How do I maintain a healthy boundary here when it’s so clear that two of the people I love most think I’m a jerk? – In the Doghouse

This avowed dog lover says it’s not about dogs.

People do not get to dump their responsibilities on you, or to complain when you refuse to serve as the cheerful dump-ee. There’s nothing wrong with your boundaries, at least with your sister (I’ll get to the fiance issue in a second); you just need to accept that people won’t always respect them, receive them warmly or allow you to set them without consequences. That’s just part of the deal with boundaries, and the boundary-crossing people who inspire them.

But your work isn’t done here yet, especially if your sister is repeating a family pattern of saying one thing and silently (resentfully) expecting another. Does your fiance also use guilt tactics to enforce the primacy of his needs? It’s possible you’re poised to carry an unhealthy family pattern over to a marriage.

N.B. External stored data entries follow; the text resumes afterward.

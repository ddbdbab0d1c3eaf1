//! Unique ID generator.
//!
//! Provides utilities for generating unique identifiers.

use chrono::Utc;
use uuid::Uuid;

/// Generates unique identifiers for various entities.
pub struct IdGenerator;

impl IdGenerator {
    /// Generates a time-based saved-connection ID (`conn_<unix millis>`).
    pub fn connection_id() -> String {
        format!("conn_{}", Utc::now().timestamp_millis())
    }

    /// Generates a session ID (`session_<unix millis>_<random suffix>`).
    ///
    /// Unique with overwhelming probability within one process; collisions
    /// are not checked.
    pub fn session_id() -> String {
        format!("session_{}_{}", Utc::now().timestamp_millis(), Self::short_id())
    }

    /// Generates a unique request ID.
    pub fn request_id() -> String {
        Uuid::new_v4().to_string()
    }

    /// Generates a short random ID (9 hex characters).
    pub fn short_id() -> String {
        Uuid::new_v4().simple().to_string()[..9].to_string()
    }
}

Keep that in the back of your mind as you address that DOA compromise with your fiance. Marriage is a different beast from a home shared with a sibling. You and your sib carry out separate lives with separate goals. You and your fiance presumably share goals, plus an avowed duty to serve as the stewards of each other’s happiness. Just as he needs to come home to walk his own dog ungrudgingly, as a gesture of love for you and respect for your needs, you need to have room in your plan to notice when he needs you to have his back, or take his dog out for a spin. Ungrudgingly, just out of love for him and knowledge of what he needs.

That, and your no-dog-care stance is only fair in theory. In practice: highly unrealistic.

So you both need to come up with a fuller, more realistic compromise – one that centers not on care for the pet-to-be, but on caring for each other’s needs, and on acceptance that your needs differ but matter the same. This kind of agreement promises better care for the dog, too, because poor Mr. Pickles inevitably gets the brunt of caregiver resentment.